Keşke Sağlık Ocaklarını özelleştirmeseydiniz


Bugünlerde Sağlık Bakanlığı’nda bir telaş var. CB aşılamanın Perşembe veya Cuma başlayacağını söyledi. Gerçi henüz Türkiye’nin ihtiyacı olan en az 120 milyon doz aşının sadece üç milyonu, diğer bir deyişle yüzde 2,5'i geldi ve bu miktar sağlık emekçilerine dahi zor yetecek. Bakanlık aşılamanın “nasıl yapılacağının” telaşına düştü.
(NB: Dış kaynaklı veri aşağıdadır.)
//! Catalog use-case services.
//!
//! # Responsibility
//! - Orchestrate sessions and repositories into use-case level APIs.
//! - Keep the CLI decoupled from storage details.

pub mod catalog_service;
pub mod import_service;
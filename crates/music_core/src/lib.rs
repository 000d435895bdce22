//! Music catalog core: bands, albums and songs over SQLite.
//!
//! Layers, bottom-up: `db` (bootstrap + migrations), `model` (records),
//! `repo` (per-entity SQL), `session` (unit of work), `query` (joins and
//! reports), `service` (use-cases).

pub mod db;
pub mod logging;
pub mod model;
pub mod query;
pub mod repo;
pub mod service;
pub mod session;

pub use logging::{default_log_level, init_logging, logging_status, LoggingError};
pub use model::album::{Album, AlbumId, NewAlbum};
pub use model::band::{Band, BandId, NewBand};
pub use model::song::{NewSong, Song, SongId};
pub use model::ModelValidationError;
pub use query::{
    AlbumDuration, AlbumWithBand, BandAlbumCount, BandAverageLength, CatalogQueries,
    CatalogTotals, LongestSong, SongDetail,
};
pub use repo::album_repo::{AlbumRepository, SqliteAlbumRepository};
pub use repo::band_repo::{BandListQuery, BandRepository, SqliteBandRepository};
pub use repo::song_repo::{SongRepository, SqliteSongRepository};
pub use repo::{EntityKind, RepoError, RepoResult};
pub use service::catalog_service::{AlbumTracks, CatalogService, Discography};
pub use service::import_service::{
    AlbumDocument, ArtistCredit, ArtistDocument, ImportError, ImportService, ImportSummary,
    TrackDocument, TrackPage,
};
pub use session::{
    AlbumDraft, AlbumRef, BandRef, CatalogSession, SessionConfig, SessionError, SessionResult,
    SongDraft, SongRef,
};

/// Returns the core crate version.
pub fn core_version() -> &'static str {
    env!("CARGO_PKG_VERSION")
}

#[cfg(test)]
mod tests {
    use super::core_version;

    #[test]
    fn version_is_not_empty() {
        assert!(!core_version().is_empty());
    }
}
impl<'conn> CatalogSession<'conn> {
    /// Opens a deferred transaction and returns an empty session over it.
    pub fn begin(conn: &'conn mut Connection, config: SessionConfig) -> SessionResult<Self> {
        let tx = conn.transaction()?;
        let session_id = NEXT_SESSION_ID.fetch_add(1, Ordering::Relaxed);
        debug!(
            "event=session_begin module=session status=ok session={session_id} autoflush={}",
            config.autoflush
        );
        Ok(Self {
            tx,
            config,
            session_id,
            next_seq: 0,
            pending: VecDeque::new(),
            resolved: HashMap::new(),
        })
    }

    pub fn config(&self) -> SessionConfig {
        self.config
    }

    /// Number of buffered writes not yet flushed.
    pub fn pending_count(&self) -> usize {
        self.pending.len()
    }

    pub fn is_dirty(&self) -> bool {
        !self.pending.is_empty()
    }

    pub fn add_band(&mut self, band: NewBand) -> BandRef {
        let key = self.next_key();
        self.pending.push_back(PendingWrite::InsertBand(key, band));
        BandRef::Pending(key)
    }

    pub fn add_album(&mut self, album: AlbumDraft) -> AlbumRef {
        let key = self.next_key();
        self.pending.push_back(PendingWrite::InsertAlbum(key, album));
        AlbumRef::Pending(key)
    }

    pub fn add_song(&mut self, song: SongDraft) -> SongRef {
        let key = self.next_key();
        self.pending.push_back(PendingWrite::InsertSong(key, song));
        SongRef::Pending(key)
    }

    pub fn rename_band(&mut self, id: BandId, name: impl Into<String>) {
        self.pending
            .push_back(PendingWrite::RenameBand(id, name.into()));
    }

    pub fn update_album(&mut self, album: Album) {
        self.pending.push_back(PendingWrite::UpdateAlbum(album));
    }

    pub fn update_song(&mut self, song: Song) {
        self.pending.push_back(PendingWrite::UpdateSong(song));
    }

    /// Buffers a band delete; its albums and songs go with it.
    pub fn delete_band(&mut self, id: BandId) {
        self.pending.push_back(PendingWrite::DeleteBand(id));
    }

    pub fn delete_album(&mut self, id: AlbumId) {
        self.pending.push_back(PendingWrite::DeleteAlbum(id));
    }

    pub fn delete_song(&mut self, id: SongId) {
        self.pending.push_back(PendingWrite::DeleteSong(id));
    }

    /// Applies buffered writes inside the open transaction.
    ///
    /// Returns how many writes were applied. On failure the failing write
    /// and everything after it stay buffered; writes applied before it stay
    /// in the transaction until `commit` or `rollback`.
    pub fn flush(&mut self) -> SessionResult<usize> {
        let mut applied = 0;
        while let Some(write) = self.pending.front() {
            match self.apply(write) {
                Ok(Some((key, id))) => {
                    self.resolved.insert(key, id);
                }
                Ok(None) => {}
                Err(err) => {
                    warn!(
                        "event=session_flush module=session status=error session={} applied={applied} remaining={} error={err}",
                        self.session_id,
                        self.pending.len()
                    );
                    return Err(err);
                }
            }
            self.pending.pop_front();
            applied += 1;
        }

        if applied > 0 {
            debug!(
                "event=session_flush module=session status=ok session={} applied={applied}",
                self.session_id
            );
        }
        Ok(applied)
    }

    /// Returns the transaction's connection for repository access, flushing
    /// first when autoflush is enabled.
    pub fn connection(&mut self) -> SessionResult<&Connection> {
        self.autoflush()?;
        let conn: &Connection = &self.tx;
        Ok(conn)
    }

    /// Returns the read-query facade, flushing first when autoflush is on.
    pub fn queries(&mut self) -> SessionResult<CatalogQueries<'_>> {
        self.autoflush()?;
        Ok(CatalogQueries::new(&self.tx))
    }

    /// Resolves a band reference to its row id.
    ///
    /// Returns `None` for a pending band that has not been flushed yet
    /// (only possible with autoflush disabled).
    pub fn band_id(&mut self, band: BandRef) -> SessionResult<Option<BandId>> {
        match band {
            BandRef::Persisted(id) => Ok(Some(id)),
            BandRef::Pending(key) => self.lookup_pending(key, EntityKind::Band),
        }
    }

    pub fn album_id(&mut self, album: AlbumRef) -> SessionResult<Option<AlbumId>> {
        match album {
            AlbumRef::Persisted(id) => Ok(Some(id)),
            AlbumRef::Pending(key) => self.lookup_pending(key, EntityKind::Album),
        }
    }

    pub fn song_id(&mut self, song: SongRef) -> SessionResult<Option<SongId>> {
        match song {
            SongRef::Persisted(id) => Ok(Some(id)),
            SongRef::Pending(key) => self.lookup_pending(key, EntityKind::Song),
        }
    }

    /// Flushes remaining writes and commits the transaction.
    ///
    /// Returns the number of writes flushed by this call.
    pub fn commit(mut self) -> SessionResult<usize> {
        let flushed = self.flush()?;
        self.tx.commit()?;
        info!(
            "event=session_commit module=session status=ok session={} flushed={flushed}",
            self.session_id
        );
        Ok(flushed)
    }

    /// Discards pending writes and rolls back flushed ones.
    ///
    /// Returns the number of pending writes that were never flushed.
    pub fn rollback(self) -> SessionResult<usize> {
        let discarded = self.pending.len();
        self.tx.rollback()?;
        info!(
            "event=session_rollback module=session status=ok session={} discarded={discarded}",
            self.session_id
        );
        Ok(discarded)
    }

    fn next_key(&mut self) -> PendingKey {
        let key = PendingKey {
            session: self.session_id,
            seq: self.next_seq,
        };
        self.next_seq += 1;
        key
    }

    fn autoflush(&mut self) -> SessionResult<()> {
        if self.config.autoflush && self.is_dirty() {
            self.flush()?;
        }
        Ok(())
    }

    fn lookup_pending(&mut self, key: PendingKey, kind: EntityKind) -> SessionResult<Option<i64>> {
        if key.session != self.session_id || key.seq >= self.next_seq {
            return Err(SessionError::UnresolvedReference(kind));
        }
        self.autoflush()?;
        Ok(self.resolved.get(&key).copied())
    }

    fn resolve(&self, key: PendingKey, kind: EntityKind) -> SessionResult<i64> {
        if key.session != self.session_id {
            return Err(SessionError::UnresolvedReference(kind));
        }
        self.resolved
            .get(&key)
            .copied()
            .ok_or(SessionError::UnresolvedReference(kind))
    }

    fn resolve_band(&self, band: BandRef) -> SessionResult<BandId> {
        match band {
            BandRef::Persisted(id) => Ok(id),
            BandRef::Pending(key) => self.resolve(key, EntityKind::Band),
        }
    }

    fn resolve_album(&self, album: AlbumRef) -> SessionResult<AlbumId> {
        match album {
            AlbumRef::Persisted(id) => Ok(id),
            AlbumRef::Pending(key) => self.resolve(key, EntityKind::Album),
        }
    }

    fn apply(&self, write: &PendingWrite) -> SessionResult<Option<(PendingKey, i64)>> {
        let conn: &Connection = &self.tx;
        match write {
            PendingWrite::InsertBand(key, band) => {
                let created = SqliteBandRepository::new(conn).create_band(band)?;
                Ok(Some((*key, created.id)))
            }
            PendingWrite::InsertAlbum(key, draft) => {
                let album = NewAlbum {
                    title: draft.title.clone(),
                    release_date: draft.release_date,
                    band_id: self.resolve_band(draft.band)?,
                };
                let created = SqliteAlbumRepository::new(conn).create_album(&album)?;
                Ok(Some((*key, created.id)))
            }
            PendingWrite::InsertSong(key, draft) => {
                let song = NewSong {
                    title: draft.title.clone(),
                    track_num: draft.track_num,
                    length_seconds: draft.length_seconds,
                    album_id: self.resolve_album(draft.album)?,
                };
                let created = SqliteSongRepository::new(conn).create_song(&song)?;
                Ok(Some((*key, created.id)))
            }
            PendingWrite::RenameBand(id, name) => {
                SqliteBandRepository::new(conn).rename_band(*id, name)?;
                Ok(None)
            }
            PendingWrite::UpdateAlbum(album) => {
                SqliteAlbumRepository::new(conn).update_album(album)?;
                Ok(None)
            }
            PendingWrite::UpdateSong(song) => {
                SqliteSongRepository::new(conn).update_song(song)?;
                Ok(None)
            }
            PendingWrite::DeleteBand(id) => {
                SqliteBandRepository::new(conn).delete_band(*id)?;
                Ok(None)
            }
            PendingWrite::DeleteAlbum(id) => {
                SqliteAlbumRepository::new(conn).delete_album(*id)?;
                Ok(None)
            }
            PendingWrite::DeleteSong(id) => {
                SqliteSongRepository::new(conn).delete_song(*id)?;
                Ok(None)
            }
        }
    }
}
//! SQLite migration registry and executor.
//!
//! # Responsibility
//! - Register catalog schema migrations in strictly increasing order.
//! - Apply pending migrations atomically.
//!
//! # Invariants
//! - `version` values must remain monotonic.
//! - Applied migration version is mirrored to `PRAGMA user_version`.

use crate::db::{DbError, DbResult};
use log::{error, info};
use rusqlite::Connection;

#[derive(Debug, Clone, Copy)]
struct Migration {
    version: u32,
    name: &'static str,
    sql: &'static str,
}

const MIGRATIONS: &[Migration] = &[
    Migration {
        version: 1,
        name: "catalog_tables",
        sql: include_str!("0001_catalog_tables.sql"),
    },
    Migration {
        version: 2,
        name: "catalog_indexes",
        sql: include_str!("0002_catalog_indexes.sql"),
    },
];

/// Returns the latest migration version known by this binary.
pub fn latest_version() -> u32 {
    MIGRATIONS.last().map_or(0, |migration| migration.version)
}

/// Returns the schema version currently recorded in the database.
pub fn current_version(conn: &Connection) -> DbResult<u32> {
    let version = conn.query_row("PRAGMA user_version;", [], |row| row.get::<_, u32>(0))?;
    Ok(version)
}

/// Applies all pending migrations on the provided connection.
///
/// Pending migrations run inside one transaction: either the database ends
/// at [`latest_version`] or it keeps its previous version. A failing step is
/// reported as [`DbError::Migration`] naming that step.
pub fn apply_migrations(conn: &mut Connection) -> DbResult<()> {
    let current = current_version(conn)?;
    let latest = latest_version();

    if current > latest {
        return Err(DbError::UnsupportedSchemaVersion {
            db_version: current,
            latest_supported: latest,
        });
    }

    if current == latest {
        return Ok(());
    }

    let tx = conn.transaction()?;
    for migration in MIGRATIONS.iter().filter(|m| m.version > current) {
        if let Err(source) = run_migration(&tx, migration) {
            error!(
                "event=db_migrate module=db status=error version={} name={} error={source}",
                migration.version, migration.name
            );
            return Err(DbError::Migration {
                version: migration.version,
                name: migration.name,
                source,
            });
        }
        info!(
            "event=db_migrate module=db status=ok version={} name={}",
            migration.version, migration.name
        );
    }
    tx.commit()?;

    Ok(())
}

fn run_migration(conn: &Connection, migration: &Migration) -> rusqlite::Result<()> {
    conn.execute_batch(migration.sql)?;
    conn.execute_batch(&format!("PRAGMA user_version = {};", migration.version))
}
Açıkçası haksız da sayılmaz. Telaşlanmalı...

 

GENELGE YAYINLANINCA SORUN ÇÖZÜLÜR MÜ?

 

Sağlık Bakanlığı hemen “en iyi bildiği” işi yaptı ve bir “genelge” yayınlayarak 81 vilayete gönderdi. Genelgeye göre sağlık kuruluşları hemen “aşı uygulama odaları” kuracak ve her 10 aşı uygulama odasına bir sorumlu hekim görevlendirecek. Aşılanacak bireyler önce internet üzerinden randevu alacak, randevu günü odaya tek tek alınacaklar. Kimlikleri ve randevuları kontrol edilecek ve aşılanacaklar.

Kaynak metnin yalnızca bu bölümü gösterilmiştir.